Biomea Fusion announces 52-week results from COVALENT-111 study

Biomea Fusion (BMEA) announced 52-week results from its Phase II COVALENT-111 study evaluating the efficacy, safety, and tolerability of icovamenib in patients with type 2 diabetes. The study evaluated icovamenib in three dosing regimens: Arm A at 100mg once daily for 8 weeks, Arm B at 100mg once daily for 12 weeks, and Arm C at 100 mg once daily for 8 weeks and 100mg twice daily for 4 weeks. A total of 267 patients received at least one dose of icovamenib and were considered evaluable for the modified intent-to-treat population. As previously reported, dosing was interrupted by an interim clinical hold imposed by the FDA. The topline efficacy analysis presented here includes the patient population who had completed at least 80% of their planned dosing prior to the clinical hold and who, at baseline, were treated with one or more antihyperglycemic agents. As prespecified in the statistical analysis plan, outcomes were prospectively evaluated by diabetes phenotype using the Ahlqvist algorithm. The study results, while exploratory, through Week 52 across multiple subgroups, with certain groups demonstrating statistically significant and clinically meaningful reductions in HbA1c observed nine months after dosing.
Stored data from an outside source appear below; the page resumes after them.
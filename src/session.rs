//! # Sessions
//!
//! Client-side records binding an invocation to a principal. A session
//! file carries `{principal-id, expiry, storage-prefix, lock-prefix}` and
//! lives under `$PANKA_HOME` (default `~/.panka/`) at `0600`. It is not a
//! capability token: expiry is checked locally, and every privileged
//! operation re-validates the principal against the live registry.
//!
//! Lifetimes: admin sessions up to 8 hours, tenant sessions up to 7 days.
//! Credential rotation invalidates outstanding tenant sessions because
//! verification always runs against the current digest.

use std::path::{Path, PathBuf};

use chrono::{DateTime, Duration, Utc};
use serde::{Deserialize, Serialize};
use thiserror::Error;

// ============================================================================
// AUTH ERROR
// ============================================================================

#[derive(Debug, Error)]
pub enum AuthError {
    #[error("not logged in; no {kind} session found")]
    NotLoggedIn { kind: &'static str },

    #[error("session expired at {expired_at}; log in again")]
    SessionExpired { expired_at: DateTime<Utc> },

    #[error("invalid tenant credentials")]
    InvalidSecret,

    #[error("tenant '{id}' is suspended")]
    TenantSuspended { id: String },

    #[error("unknown tenant '{id}'")]
    UnknownTenant { id: String },

    #[error("session file error: {0}")]
    Io(#[from] std::io::Error),

    #[error("session file is corrupt: {0}")]
    Corrupt(#[from] serde_yaml::Error),
}

// ============================================================================
// SESSION
// ============================================================================

/// Which principal class the session authenticates
#[derive(Debug, Clone, Copy, PartialEq, Eq, Serialize, Deserialize)]
#[serde(rename_all = "lowercase")]
pub enum SessionKind {
    Admin,
    Tenant,
}

impl SessionKind {
    fn file_name(&self) -> &'static str {
        match self {
            SessionKind::Admin => "admin-session.yaml",
            SessionKind::Tenant => "session.yaml",
        }
    }

    fn label(&self) -> &'static str {
        match self {
            SessionKind::Admin => "admin",
            SessionKind::Tenant => "tenant",
        }
    }

    /// Longest permitted lifetime
    pub fn max_lifetime(&self) -> Duration {
        match self {
            SessionKind::Admin => Duration::hours(8),
            SessionKind::Tenant => Duration::days(7),
        }
    }
}

/// A stored session record
#[derive(Debug, Clone, PartialEq, Serialize, Deserialize)]
#[serde(rename_all = "camelCase")]
pub struct Session {
    pub kind: SessionKind,
    pub principal_id: String,
    pub expires_at: DateTime<Utc>,
    #[serde(default)]
    pub storage_prefix: String,
    #[serde(default)]
    pub lock_prefix: String,
}

impl Session {
    /// New session clamped to the kind's maximum lifetime
    pub fn new(
        kind: SessionKind,
        principal_id: impl Into<String>,
        storage_prefix: impl Into<String>,
        lock_prefix: impl Into<String>,
        lifetime: Duration,
    ) -> Self {
        let lifetime = lifetime.min(kind.max_lifetime());
        Self {
            kind,
            principal_id: principal_id.into(),
            expires_at: Utc::now() + lifetime,
            storage_prefix: storage_prefix.into(),
            lock_prefix: lock_prefix.into(),
        }
    }

    pub fn is_expired(&self) -> bool {
        self.expires_at <= Utc::now()
    }
}

// ============================================================================
// SESSION STORE
// ============================================================================

/// File-backed session storage under the panka home directory
#[derive(Debug, Clone)]
pub struct SessionStore {
    dir: PathBuf,
}

impl SessionStore {
    pub fn new(dir: impl Into<PathBuf>) -> Self {
        Self { dir: dir.into() }
    }

    /// `$PANKA_HOME`, or `~/.panka`
    pub fn default_dir() -> PathBuf {
        if let Ok(home) = std::env::var("PANKA_HOME") {
            return PathBuf::from(home);
        }
        let home = std::env::var("HOME").unwrap_or_else(|_| ".".to_string());
        Path::new(&home).join(".panka")
    }

    fn path(&self, kind: SessionKind) -> PathBuf {
        self.dir.join(kind.file_name())
    }

    /// Persist the session at restricted permissions
    pub fn save(&self, session: &Session) -> Result<(), AuthError> {
        std::fs::create_dir_all(&self.dir)?;
        let path = self.path(session.kind);
        let body = serde_yaml::to_string(session)?;
        std::fs::write(&path, body)?;
        #[cfg(unix)]
        {
            use std::os::unix::fs::PermissionsExt;
            std::fs::set_permissions(&path, std::fs::Permissions::from_mode(0o600))?;
        }
        Ok(())
    }

    /// Load and expiry-check a session
    pub fn load(&self, kind: SessionKind) -> Result<Session, AuthError> {
        let path = self.path(kind);
        let body = std::fs::read_to_string(&path).map_err(|err| {
            if err.kind() == std::io::ErrorKind::NotFound {
                AuthError::NotLoggedIn {
                    kind: kind.label(),
                }
            } else {
                AuthError::Io(err)
            }
        })?;
        let session: Session = serde_yaml::from_str(&body)?;
        if session.is_expired() {
            return Err(AuthError::SessionExpired {
                expired_at: session.expires_at,
            });
        }
        Ok(session)
    }

    /// Remove a session file; absent is fine
    pub fn delete(&self, kind: SessionKind) -> Result<(), AuthError> {
        match std::fs::remove_file(self.path(kind)) {
            Ok(()) => Ok(()),
            Err(err) if err.kind() == std::io::ErrorKind::NotFound => Ok(()),
            Err(err) => Err(AuthError::Io(err)),
        }
    }
}

// ============================================================================
// TESTS
// ============================================================================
In the 26-week analysis, 8 weeks of dosing was found to be less effective than 12. Accordingly, the 52-week readout primarily focused on patients in Arms B and C who received 12 weeks of treatment. Among these severe insulin-deficient patients, icovamenib achieved a durable HbA1c reduction of 1.2% sustained through Week 52. The strongest performing arm for this prespecified population was Arm B with a mean HbA1c reduction of 1.5%. Severe insulin-deficient diabetes is characterized by impaired insulin secretion, the lowest beta cell function among T2D subtypes, and rapid disease progression. This group was prospectively defined prior to unblinding and represents a population with substantial unmet need. The 52-week analysis also showed clinically meaningful benefit in study participants who were receiving a GLP-1-based therapy but had not achieved glycemic targets at study entry. In this subgroup, 8 or 12 weeks of icovamenib resulted in a 1.3% reduction in HbA1c with effects sustained through Week 52. Icovamenib maintained a favorable safety profile throughout the 52-week observation period. There were no treatment-related serious adverse events or discontinuations due to adverse events. Across all dosing arms, icovamenib was generally well tolerated.